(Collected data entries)
•••••

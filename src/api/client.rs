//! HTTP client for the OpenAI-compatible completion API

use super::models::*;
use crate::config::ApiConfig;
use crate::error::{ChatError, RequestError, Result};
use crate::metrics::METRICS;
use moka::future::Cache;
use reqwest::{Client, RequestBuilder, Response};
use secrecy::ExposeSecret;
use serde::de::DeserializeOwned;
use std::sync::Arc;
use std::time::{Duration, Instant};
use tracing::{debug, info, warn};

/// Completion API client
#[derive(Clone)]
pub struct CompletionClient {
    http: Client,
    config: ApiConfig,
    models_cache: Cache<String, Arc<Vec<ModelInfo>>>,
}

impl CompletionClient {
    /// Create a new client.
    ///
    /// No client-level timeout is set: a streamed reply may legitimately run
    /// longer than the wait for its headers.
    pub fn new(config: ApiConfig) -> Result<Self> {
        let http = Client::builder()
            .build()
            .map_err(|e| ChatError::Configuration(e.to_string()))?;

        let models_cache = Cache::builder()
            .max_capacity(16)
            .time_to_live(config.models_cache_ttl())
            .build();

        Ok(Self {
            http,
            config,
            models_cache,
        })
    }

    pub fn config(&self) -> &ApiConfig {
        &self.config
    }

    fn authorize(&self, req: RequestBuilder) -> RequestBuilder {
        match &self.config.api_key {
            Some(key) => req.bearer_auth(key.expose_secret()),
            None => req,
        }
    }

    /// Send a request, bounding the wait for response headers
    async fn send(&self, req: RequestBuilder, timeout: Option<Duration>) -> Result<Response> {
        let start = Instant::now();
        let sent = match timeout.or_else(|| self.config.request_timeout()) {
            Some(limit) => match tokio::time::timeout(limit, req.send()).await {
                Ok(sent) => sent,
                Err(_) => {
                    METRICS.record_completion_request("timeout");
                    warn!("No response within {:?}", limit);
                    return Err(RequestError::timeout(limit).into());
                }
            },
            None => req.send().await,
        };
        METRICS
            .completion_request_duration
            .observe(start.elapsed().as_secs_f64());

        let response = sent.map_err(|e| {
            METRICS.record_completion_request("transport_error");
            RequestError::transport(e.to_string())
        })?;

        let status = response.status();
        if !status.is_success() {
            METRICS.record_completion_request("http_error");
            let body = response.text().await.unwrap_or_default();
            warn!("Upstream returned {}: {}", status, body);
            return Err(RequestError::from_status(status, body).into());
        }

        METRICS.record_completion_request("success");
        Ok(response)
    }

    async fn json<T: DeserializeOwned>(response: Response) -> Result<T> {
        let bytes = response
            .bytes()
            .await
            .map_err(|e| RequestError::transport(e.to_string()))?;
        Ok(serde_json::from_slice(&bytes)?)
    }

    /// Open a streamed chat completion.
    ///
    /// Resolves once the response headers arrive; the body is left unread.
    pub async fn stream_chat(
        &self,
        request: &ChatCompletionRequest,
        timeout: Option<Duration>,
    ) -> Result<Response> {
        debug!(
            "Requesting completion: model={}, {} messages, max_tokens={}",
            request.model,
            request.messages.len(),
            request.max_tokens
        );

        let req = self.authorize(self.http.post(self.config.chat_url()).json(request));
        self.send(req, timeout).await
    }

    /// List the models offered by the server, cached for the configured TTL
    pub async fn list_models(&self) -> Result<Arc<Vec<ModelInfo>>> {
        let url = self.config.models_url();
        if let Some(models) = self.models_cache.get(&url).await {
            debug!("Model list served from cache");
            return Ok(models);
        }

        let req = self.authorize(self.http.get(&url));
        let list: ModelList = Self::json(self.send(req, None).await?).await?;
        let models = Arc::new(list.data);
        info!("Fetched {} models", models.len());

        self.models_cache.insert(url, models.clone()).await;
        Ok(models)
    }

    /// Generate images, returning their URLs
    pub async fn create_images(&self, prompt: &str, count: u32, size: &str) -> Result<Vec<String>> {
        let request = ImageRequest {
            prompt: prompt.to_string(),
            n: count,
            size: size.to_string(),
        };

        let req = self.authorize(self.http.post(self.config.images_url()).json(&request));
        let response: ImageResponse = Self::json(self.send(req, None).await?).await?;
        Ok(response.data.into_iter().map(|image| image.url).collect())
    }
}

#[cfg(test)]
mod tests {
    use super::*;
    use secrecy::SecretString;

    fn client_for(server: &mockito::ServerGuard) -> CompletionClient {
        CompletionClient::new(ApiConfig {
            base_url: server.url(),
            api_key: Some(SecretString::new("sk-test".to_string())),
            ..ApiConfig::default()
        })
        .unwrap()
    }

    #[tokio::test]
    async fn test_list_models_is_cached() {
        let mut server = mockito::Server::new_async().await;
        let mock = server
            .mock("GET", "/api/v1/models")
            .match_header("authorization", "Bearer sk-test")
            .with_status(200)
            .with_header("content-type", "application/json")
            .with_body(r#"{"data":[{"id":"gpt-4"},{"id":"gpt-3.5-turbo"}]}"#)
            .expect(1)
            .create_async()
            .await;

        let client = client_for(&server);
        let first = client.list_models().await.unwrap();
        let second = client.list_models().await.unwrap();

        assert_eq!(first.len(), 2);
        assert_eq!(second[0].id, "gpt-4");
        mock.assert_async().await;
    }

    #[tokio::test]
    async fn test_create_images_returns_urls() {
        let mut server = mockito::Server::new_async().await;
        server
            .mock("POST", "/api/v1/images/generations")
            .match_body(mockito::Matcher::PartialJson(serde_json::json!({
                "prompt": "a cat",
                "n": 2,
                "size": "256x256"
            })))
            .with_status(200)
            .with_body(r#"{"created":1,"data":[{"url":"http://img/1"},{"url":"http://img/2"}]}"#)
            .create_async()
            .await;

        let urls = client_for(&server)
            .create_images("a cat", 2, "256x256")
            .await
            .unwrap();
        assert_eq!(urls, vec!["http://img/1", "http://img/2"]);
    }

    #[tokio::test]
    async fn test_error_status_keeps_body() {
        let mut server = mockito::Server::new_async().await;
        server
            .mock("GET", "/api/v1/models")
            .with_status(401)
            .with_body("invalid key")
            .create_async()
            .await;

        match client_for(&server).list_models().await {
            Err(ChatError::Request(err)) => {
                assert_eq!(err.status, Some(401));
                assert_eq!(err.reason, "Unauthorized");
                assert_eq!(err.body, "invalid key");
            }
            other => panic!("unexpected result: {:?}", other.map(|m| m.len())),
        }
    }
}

•••••

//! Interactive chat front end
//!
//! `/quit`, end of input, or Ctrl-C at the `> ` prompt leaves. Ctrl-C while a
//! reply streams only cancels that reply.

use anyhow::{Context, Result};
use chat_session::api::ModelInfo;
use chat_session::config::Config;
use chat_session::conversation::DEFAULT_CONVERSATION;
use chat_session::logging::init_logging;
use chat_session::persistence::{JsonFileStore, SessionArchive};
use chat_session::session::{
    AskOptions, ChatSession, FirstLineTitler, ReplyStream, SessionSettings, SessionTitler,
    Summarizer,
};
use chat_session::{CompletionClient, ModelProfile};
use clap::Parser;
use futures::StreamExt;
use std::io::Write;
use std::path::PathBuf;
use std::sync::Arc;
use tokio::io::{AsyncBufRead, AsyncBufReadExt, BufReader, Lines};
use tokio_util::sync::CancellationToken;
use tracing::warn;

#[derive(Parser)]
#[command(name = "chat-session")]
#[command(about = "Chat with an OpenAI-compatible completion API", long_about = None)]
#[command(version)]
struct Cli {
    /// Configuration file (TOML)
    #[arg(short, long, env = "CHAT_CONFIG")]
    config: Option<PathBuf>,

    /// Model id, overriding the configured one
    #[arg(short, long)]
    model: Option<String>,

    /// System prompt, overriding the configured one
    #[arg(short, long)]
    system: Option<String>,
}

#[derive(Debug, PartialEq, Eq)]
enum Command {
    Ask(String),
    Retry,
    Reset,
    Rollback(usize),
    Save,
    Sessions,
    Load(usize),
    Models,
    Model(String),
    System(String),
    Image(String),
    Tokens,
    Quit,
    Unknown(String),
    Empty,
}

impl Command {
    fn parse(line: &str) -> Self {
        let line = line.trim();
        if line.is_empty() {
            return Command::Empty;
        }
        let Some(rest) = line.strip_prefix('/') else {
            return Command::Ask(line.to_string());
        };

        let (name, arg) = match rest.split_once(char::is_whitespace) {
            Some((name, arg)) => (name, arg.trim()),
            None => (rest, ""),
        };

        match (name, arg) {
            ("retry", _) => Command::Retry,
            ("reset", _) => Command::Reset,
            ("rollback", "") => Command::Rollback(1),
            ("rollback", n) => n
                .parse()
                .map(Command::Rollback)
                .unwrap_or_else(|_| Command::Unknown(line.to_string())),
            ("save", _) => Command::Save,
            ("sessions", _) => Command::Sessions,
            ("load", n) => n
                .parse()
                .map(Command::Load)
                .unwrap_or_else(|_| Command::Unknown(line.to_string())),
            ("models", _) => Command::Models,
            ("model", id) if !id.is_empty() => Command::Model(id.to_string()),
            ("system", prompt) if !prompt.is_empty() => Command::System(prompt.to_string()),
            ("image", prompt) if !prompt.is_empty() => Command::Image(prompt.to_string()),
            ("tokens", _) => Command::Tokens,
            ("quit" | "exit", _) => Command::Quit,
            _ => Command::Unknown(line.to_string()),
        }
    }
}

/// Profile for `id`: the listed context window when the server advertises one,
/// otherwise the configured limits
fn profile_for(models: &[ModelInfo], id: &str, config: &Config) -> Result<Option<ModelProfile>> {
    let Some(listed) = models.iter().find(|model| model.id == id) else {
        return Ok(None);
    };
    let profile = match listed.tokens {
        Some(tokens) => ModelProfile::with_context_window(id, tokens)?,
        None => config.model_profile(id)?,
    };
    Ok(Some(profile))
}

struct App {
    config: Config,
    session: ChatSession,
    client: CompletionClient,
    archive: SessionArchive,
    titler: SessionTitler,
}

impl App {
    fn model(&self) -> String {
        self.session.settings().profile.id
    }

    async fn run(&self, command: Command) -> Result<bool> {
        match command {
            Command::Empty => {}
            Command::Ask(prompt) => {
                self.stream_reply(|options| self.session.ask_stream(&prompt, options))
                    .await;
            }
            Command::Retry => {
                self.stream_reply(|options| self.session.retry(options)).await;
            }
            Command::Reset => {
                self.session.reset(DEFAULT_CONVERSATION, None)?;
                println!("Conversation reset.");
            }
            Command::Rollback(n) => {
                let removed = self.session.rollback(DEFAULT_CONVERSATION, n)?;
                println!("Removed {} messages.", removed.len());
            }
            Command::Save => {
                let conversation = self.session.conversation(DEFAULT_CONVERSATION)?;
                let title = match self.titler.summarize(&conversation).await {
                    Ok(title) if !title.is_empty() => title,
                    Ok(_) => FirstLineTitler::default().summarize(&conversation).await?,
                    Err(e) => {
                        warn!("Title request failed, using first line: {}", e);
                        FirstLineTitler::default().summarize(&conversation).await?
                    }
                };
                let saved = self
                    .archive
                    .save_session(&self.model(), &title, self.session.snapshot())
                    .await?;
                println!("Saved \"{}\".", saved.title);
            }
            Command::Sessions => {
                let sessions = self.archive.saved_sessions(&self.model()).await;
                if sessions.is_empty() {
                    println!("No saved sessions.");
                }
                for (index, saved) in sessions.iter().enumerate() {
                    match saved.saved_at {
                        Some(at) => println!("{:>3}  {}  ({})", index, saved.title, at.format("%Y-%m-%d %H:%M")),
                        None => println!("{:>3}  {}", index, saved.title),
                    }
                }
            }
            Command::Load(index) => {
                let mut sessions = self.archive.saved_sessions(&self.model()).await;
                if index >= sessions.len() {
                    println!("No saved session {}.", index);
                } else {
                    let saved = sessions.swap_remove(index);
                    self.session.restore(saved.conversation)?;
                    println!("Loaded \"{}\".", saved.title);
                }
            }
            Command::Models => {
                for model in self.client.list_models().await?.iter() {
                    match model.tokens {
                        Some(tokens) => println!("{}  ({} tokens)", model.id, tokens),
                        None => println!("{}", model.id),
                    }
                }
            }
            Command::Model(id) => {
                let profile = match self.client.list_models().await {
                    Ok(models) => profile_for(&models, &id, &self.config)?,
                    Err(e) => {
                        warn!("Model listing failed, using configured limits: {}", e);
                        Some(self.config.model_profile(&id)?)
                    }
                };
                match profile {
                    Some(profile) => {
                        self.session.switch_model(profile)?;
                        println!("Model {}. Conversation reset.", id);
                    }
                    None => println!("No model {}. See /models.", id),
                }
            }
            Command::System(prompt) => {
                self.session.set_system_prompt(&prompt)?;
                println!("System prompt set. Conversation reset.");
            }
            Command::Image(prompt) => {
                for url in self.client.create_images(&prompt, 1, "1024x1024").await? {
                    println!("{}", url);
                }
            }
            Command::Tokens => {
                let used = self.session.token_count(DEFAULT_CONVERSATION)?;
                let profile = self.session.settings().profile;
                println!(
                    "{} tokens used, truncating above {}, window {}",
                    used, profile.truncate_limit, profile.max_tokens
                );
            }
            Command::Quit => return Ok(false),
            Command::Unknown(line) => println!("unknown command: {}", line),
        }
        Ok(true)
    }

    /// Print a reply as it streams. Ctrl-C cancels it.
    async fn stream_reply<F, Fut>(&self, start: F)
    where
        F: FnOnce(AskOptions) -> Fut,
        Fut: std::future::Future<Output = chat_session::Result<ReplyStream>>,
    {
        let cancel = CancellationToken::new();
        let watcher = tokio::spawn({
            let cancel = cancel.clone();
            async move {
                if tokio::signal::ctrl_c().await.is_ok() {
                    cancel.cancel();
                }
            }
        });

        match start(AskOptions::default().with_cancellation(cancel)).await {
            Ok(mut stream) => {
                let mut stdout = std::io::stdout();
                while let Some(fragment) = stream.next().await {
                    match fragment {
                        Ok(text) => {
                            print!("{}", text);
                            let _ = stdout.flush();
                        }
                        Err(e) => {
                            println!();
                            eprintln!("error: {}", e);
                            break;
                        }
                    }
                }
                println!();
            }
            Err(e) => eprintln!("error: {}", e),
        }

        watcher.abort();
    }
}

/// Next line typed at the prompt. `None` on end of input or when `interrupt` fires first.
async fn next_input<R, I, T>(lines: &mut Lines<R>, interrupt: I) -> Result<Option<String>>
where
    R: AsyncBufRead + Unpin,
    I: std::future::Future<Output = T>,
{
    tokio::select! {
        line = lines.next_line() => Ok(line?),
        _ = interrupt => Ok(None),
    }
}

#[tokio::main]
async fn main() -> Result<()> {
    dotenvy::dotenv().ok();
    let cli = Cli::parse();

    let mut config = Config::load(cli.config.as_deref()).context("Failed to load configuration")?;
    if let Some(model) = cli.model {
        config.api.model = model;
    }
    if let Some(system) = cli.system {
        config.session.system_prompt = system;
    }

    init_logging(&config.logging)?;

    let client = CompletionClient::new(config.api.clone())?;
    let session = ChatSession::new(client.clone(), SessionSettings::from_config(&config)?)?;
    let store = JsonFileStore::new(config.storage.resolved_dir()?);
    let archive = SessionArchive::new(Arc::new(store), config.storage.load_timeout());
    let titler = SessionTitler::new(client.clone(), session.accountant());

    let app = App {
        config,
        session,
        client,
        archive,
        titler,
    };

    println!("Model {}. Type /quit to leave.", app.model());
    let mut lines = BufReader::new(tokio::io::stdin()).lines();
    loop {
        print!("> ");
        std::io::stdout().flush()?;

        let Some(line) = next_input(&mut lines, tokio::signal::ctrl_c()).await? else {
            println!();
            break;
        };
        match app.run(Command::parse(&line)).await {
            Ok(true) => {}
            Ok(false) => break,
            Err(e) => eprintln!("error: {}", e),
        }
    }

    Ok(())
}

•••••

[PROBLEM DETAILS]
Which lines above contain the word "ModelInfo"? Show each of them.

[EXERCISE ANSWER]
    models_cache: Cache<String, Arc<Vec<ModelInfo>>>,
    pub async fn list_models(&self) -> Result<Arc<Vec<ModelInfo>>> {
use chat_session::api::ModelInfo;
fn profile_for(models: &[ModelInfo], id: &str, config: &Config) -> Result<Option<ModelProfile>> {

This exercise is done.